- **Problem statement**: Lines in the entries below where the word "intercepting" shows up should each be copied.

━━━━━━━━━━━━━━━━━━━━━━━━━━━━━━

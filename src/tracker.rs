//! # Log Tracker Core
//!
//! `LogTracker` owns the three cooperating pieces of the library:
//!
//! - the **interception controller**, which snapshots the four console
//!   channel bindings and replaces them with level-tagged wrappers into the
//!   emitter, restoring the exact originals on stop;
//! - the **formatter/emitter**, the single level-gated path every message
//!   takes to the console and, optionally, the log file;
//! - the **sampler**, a restartable periodic task that feeds resource-usage
//!   payloads through the same emitter.
//!
//! The tracker is a process-wide singleton by intent: the console channels
//! and the log file are shared resources, and independent instances would
//! race on them during start/stop.

use crate::config::TrackerConfig;
use crate::console::{Channel, ChannelWriter, ConsoleSinks, ProcessConsole};
use crate::format;
use crate::level::LogLevel;
use crate::probe::{ResourceProbe, SystemProbe};
use crate::sink::{FileSink, SinkError, TokioFileSink};
use chrono::Utc;
use parking_lot::Mutex;
use serde_json::Value;
use std::future::Future;
use std::path::PathBuf;
use std::sync::{Arc, Weak};
use std::time::Duration;
use tokio::task::JoinHandle;
use tracing::debug;

/// Process-local log interception, file mirroring and resource sampling.
///
/// See the [crate docs](crate) for the overall model. All methods are
/// non-blocking and infallible; failures surface only as additional
/// error-level log lines.
pub struct LogTracker {
    inner: Arc<Inner>,
}

struct Inner {
    console: Arc<dyn ConsoleSinks>,
    sink: Arc<dyn FileSink>,
    probe: Arc<dyn ResourceProbe>,
    /// Handle back to this instance for tasks that must not keep it alive.
    weak_self: Weak<Inner>,
    state: Mutex<State>,
}

struct State {
    config: TrackerConfig,
    /// Original channel bindings; `Some` iff interception is active.
    saved: Option<SavedChannels>,
    /// Sampler task; `Some` iff the sampler is running.
    monitoring: Option<JoinHandle<()>>,
}

struct SavedChannels {
    log: ChannelWriter,
    info: ChannelWriter,
    warn: ChannelWriter,
    error: ChannelWriter,
}

impl LogTracker {
    /// Create a tracker over the real process console, a `tokio::fs` file
    /// sink, and the system resource probe.
    pub fn new() -> Self {
        Self::with_collaborators(
            Arc::new(ProcessConsole::new()),
            Arc::new(TokioFileSink),
            Arc::new(SystemProbe::new()),
        )
    }

    /// Create a tracker with injected collaborators.
    ///
    /// Tests use this with a [`BufferedConsole`](crate::console::BufferedConsole)
    /// so interception never touches the real process output.
    pub fn with_collaborators(
        console: Arc<dyn ConsoleSinks>,
        sink: Arc<dyn FileSink>,
        probe: Arc<dyn ResourceProbe>,
    ) -> Self {
        Self {
            inner: Arc::new_cyclic(|weak| Inner {
                console,
                sink,
                probe,
                weak_self: weak.clone(),
                state: Mutex::new(State {
                    config: TrackerConfig::default(),
                    saved: None,
                    monitoring: None,
                }),
            }),
        }
    }

    /// Current configuration snapshot.
    pub fn config(&self) -> TrackerConfig {
        self.inner.state.lock().config.clone()
    }

    /// Set the minimum severity emitted.
    pub fn set_log_level(&self, level: LogLevel) {
        self.inner.state.lock().config.log_level = level;
    }

    /// Set the log line template.
    ///
    /// No validation is performed; a template without placeholders is
    /// emitted verbatim for every message.
    pub fn set_log_format(&self, format: impl Into<String>) {
        self.inner.state.lock().config.log_format = format.into();
    }

    /// Enable or disable mirroring of emitted lines to the log file.
    pub fn set_log_to_file(&self, enabled: bool) {
        self.inner.state.lock().config.log_to_file = enabled;
    }

    /// Set the log file path; takes effect on the next write.
    pub fn set_log_file_path(&self, path: impl Into<PathBuf>) {
        self.inner.state.lock().config.log_file_path = path.into();
    }

    /// Set the sampler period; takes effect on the next sampler start.
    pub fn set_monitoring_interval(&self, interval: Duration) {
        self.inner.state.lock().config.monitoring_interval = interval;
    }

    /// Whether console interception is currently active.
    pub fn is_logging(&self) -> bool {
        self.inner.state.lock().saved.is_some()
    }

    /// Whether the sampler is currently running.
    pub fn is_monitoring(&self) -> bool {
        self.inner.state.lock().monitoring.is_some()
    }

    /// Start intercepting the four console channels.
    ///
    /// Snapshots the current channel bindings and replaces them with
    /// wrappers into the emitter: the generic and info channels map to
    /// `info`, warn to `warning`, error to `error`. If file mirroring is
    /// enabled, the target file is eagerly created/truncated fire-and-forget
    /// and a creation failure is reported through the error channel.
    ///
    /// A no-op when already active. The active check happens before the
    /// snapshot, so a repeated start can never capture the wrappers
    /// themselves and make restoration impossible.
    pub fn start_logging(&self) {
        let mut state = self.inner.state.lock();
        if state.saved.is_some() {
            return;
        }

        state.saved = Some(SavedChannels {
            log: self.inner.console.read(Channel::Log),
            info: self.inner.console.read(Channel::Info),
            warn: self.inner.console.read(Channel::Warn),
            error: self.inner.console.read(Channel::Error),
        });

        let mappings = [
            (Channel::Log, LogLevel::Info),
            (Channel::Info, LogLevel::Info),
            (Channel::Warn, LogLevel::Warning),
            (Channel::Error, LogLevel::Error),
        ];
        for (channel, level) in mappings {
            let weak = Arc::downgrade(&self.inner);
            self.inner.console.write(
                channel,
                Arc::new(move |text: &str| {
                    if let Some(inner) = weak.upgrade() {
                        inner.emit(level, &[Value::String(text.to_string())], true);
                    }
                }),
            );
        }

        let eager_create = state
            .config
            .log_to_file
            .then(|| state.config.log_file_path.clone());
        drop(state);

        if let Some(path) = eager_create {
            let sink = Arc::clone(&self.inner.sink);
            self.inner
                .spawn_io(async move { sink.create_or_truncate(&path).await });
        }
        debug!("console interception started");
    }

    /// Stop intercepting and restore the original channel bindings.
    ///
    /// Also stops the sampler if it is running, so after this returns no
    /// further emissions of any kind occur except file appends already in
    /// flight. A no-op when interception was never started.
    pub fn stop_logging(&self) {
        self.stop_monitoring();

        let mut state = self.inner.state.lock();
        let Some(saved) = state.saved.take() else {
            return;
        };
        self.inner.console.write(Channel::Log, saved.log);
        self.inner.console.write(Channel::Info, saved.info);
        self.inner.console.write(Channel::Warn, saved.warn);
        self.inner.console.write(Channel::Error, saved.error);
        debug!("console interception stopped");
    }

    /// Emit a message at `level` built from an ordered list of values.
    ///
    /// Values serialize per [`format::render_value`] and join with single
    /// spaces. Gated by the configured level; nothing propagates to the
    /// caller under any input.
    pub fn log(&self, level: LogLevel, values: &[Value]) {
        self.inner.emit(level, values, true);
    }

    /// Emit an info-level message.
    pub fn info(&self, message: &str) {
        self.log(LogLevel::Info, &[Value::String(message.to_string())]);
    }

    /// Emit a warning-level message.
    pub fn warn(&self, message: &str) {
        self.log(LogLevel::Warning, &[Value::String(message.to_string())]);
    }

    /// Emit an error-level message.
    pub fn error(&self, message: &str) {
        self.log(LogLevel::Error, &[Value::String(message.to_string())]);
    }

    /// Start the periodic sampler.
    ///
    /// Captures the monitoring interval as configured right now; changing
    /// the interval afterwards only affects the next start. Each tick feeds
    /// one resource-usage payload through the normal `info`-gated emit path,
    /// so a configured level above `info` silences the output while the
    /// timer keeps firing. A no-op when already running.
    ///
    /// Without a current tokio runtime the sampler cannot be scheduled; the
    /// call leaves the sampler stopped and reports a console-only
    /// error-level line instead.
    pub fn start_monitoring(&self) {
        let mut state = self.inner.state.lock();
        if state.monitoring.is_some() {
            return;
        }

        let runtime = match tokio::runtime::Handle::try_current() {
            Ok(handle) => handle,
            Err(_) => {
                drop(state);
                self.inner.emit(
                    LogLevel::Error,
                    &[Value::String(
                        "monitoring not started: no tokio runtime available".to_string(),
                    )],
                    false,
                );
                return;
            }
        };

        let interval = state.config.monitoring_interval;
        let weak = Arc::downgrade(&self.inner);
        let task = runtime.spawn(async move {
            let mut ticker = tokio::time::interval(interval);
            ticker.set_missed_tick_behavior(tokio::time::MissedTickBehavior::Skip);
            // The first tick of a tokio interval completes immediately;
            // consume it so samples start one full period after start.
            ticker.tick().await;
            loop {
                ticker.tick().await;
                let Some(inner) = weak.upgrade() else { break };
                inner.sample_once();
            }
        });
        state.monitoring = Some(task);
        debug!(interval_ms = interval.as_millis() as u64, "resource monitoring started");
    }

    /// Stop the periodic sampler.
    ///
    /// Cancels the timer task and clears the handle. File appends already
    /// triggered by a delivered tick still complete. A no-op when stopped.
    pub fn stop_monitoring(&self) {
        let mut state = self.inner.state.lock();
        if let Some(task) = state.monitoring.take() {
            task.abort();
            debug!("resource monitoring stopped");
        }
    }

    /// Take one resource-usage sample and emit it immediately.
    ///
    /// This is the body of a sampler tick, exposed so callers (and tests)
    /// can trigger a sample without waiting out the interval.
    pub fn sample_once(&self) {
        self.inner.sample_once();
    }
}

impl Default for LogTracker {
    fn default() -> Self {
        Self::new()
    }
}

impl Inner {
    /// The single emit path: gate, serialize, format, console write, then
    /// the optional fire-and-forget file append.
    ///
    /// `mirror_to_file` is false for internal failure reports, which bounds
    /// the error-reporting recursion: a report about a failed append never
    /// attempts another append.
    fn emit(&self, level: LogLevel, values: &[Value], mirror_to_file: bool) {
        let state = self.state.lock();
        if level < state.config.log_level {
            return;
        }

        let message = format::join_values(values);
        let line = format::format_line(
            &state.config.log_format,
            &format::timestamp_now(),
            level,
            &message,
        );
        // Write through the saved original channel, never the installed
        // wrapper; when interception is inactive the live binding is the
        // original.
        let writer = match &state.saved {
            Some(saved) => Arc::clone(&saved.log),
            None => self.console.read(Channel::Log),
        };
        let file_path = (mirror_to_file && state.config.log_to_file)
            .then(|| state.config.log_file_path.clone());
        drop(state);

        writer(&line);

        if let Some(path) = file_path {
            let sink = Arc::clone(&self.sink);
            let bytes = {
                let mut bytes = line.into_bytes();
                bytes.push(b'\n');
                bytes
            };
            self.spawn_io(async move { sink.append(&path, &bytes).await });
        }
    }

    /// Spawn a fire-and-forget file operation, reporting its failure as a
    /// console-only error-level line.
    ///
    /// Without a current tokio runtime the operation is skipped and a
    /// console-only diagnostic is emitted instead.
    fn spawn_io<F>(&self, op: F)
    where
        F: Future<Output = Result<(), SinkError>> + Send + 'static,
    {
        match tokio::runtime::Handle::try_current() {
            Ok(runtime) => {
                let weak = self.weak_self.clone();
                runtime.spawn(async move {
                    if let Err(err) = op.await {
                        if let Some(inner) = weak.upgrade() {
                            inner.report_sink_error(&err);
                        }
                    }
                });
            }
            Err(_) => {
                self.emit(
                    LogLevel::Error,
                    &[Value::String(
                        "log file write skipped: no tokio runtime available".to_string(),
                    )],
                    false,
                );
            }
        }
    }

    fn report_sink_error(&self, err: &SinkError) {
        debug!(error = %err, "log file operation failed");
        self.emit(LogLevel::Error, &[Value::String(err.to_string())], false);
    }

    fn sample_once(&self) {
        let usage = self.probe.snapshot().into_usage(Utc::now());
        let value = serde_json::to_value(&usage)
            .unwrap_or_else(|_| Value::String(format::UNSERIALIZABLE.to_string()));
        self.emit(LogLevel::Info, &[value], true);
    }
}

impl Drop for Inner {
    fn drop(&mut self) {
        if let Some(task) = self.state.get_mut().monitoring.take() {
            task.abort();
        }
    }
}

━━━━━━━━━━━━━━━━━━━━━━━━━━━━━━

- **Task response**:
    /// Start intercepting the four console channels.
    /// Stop intercepting and restore the original channel bindings.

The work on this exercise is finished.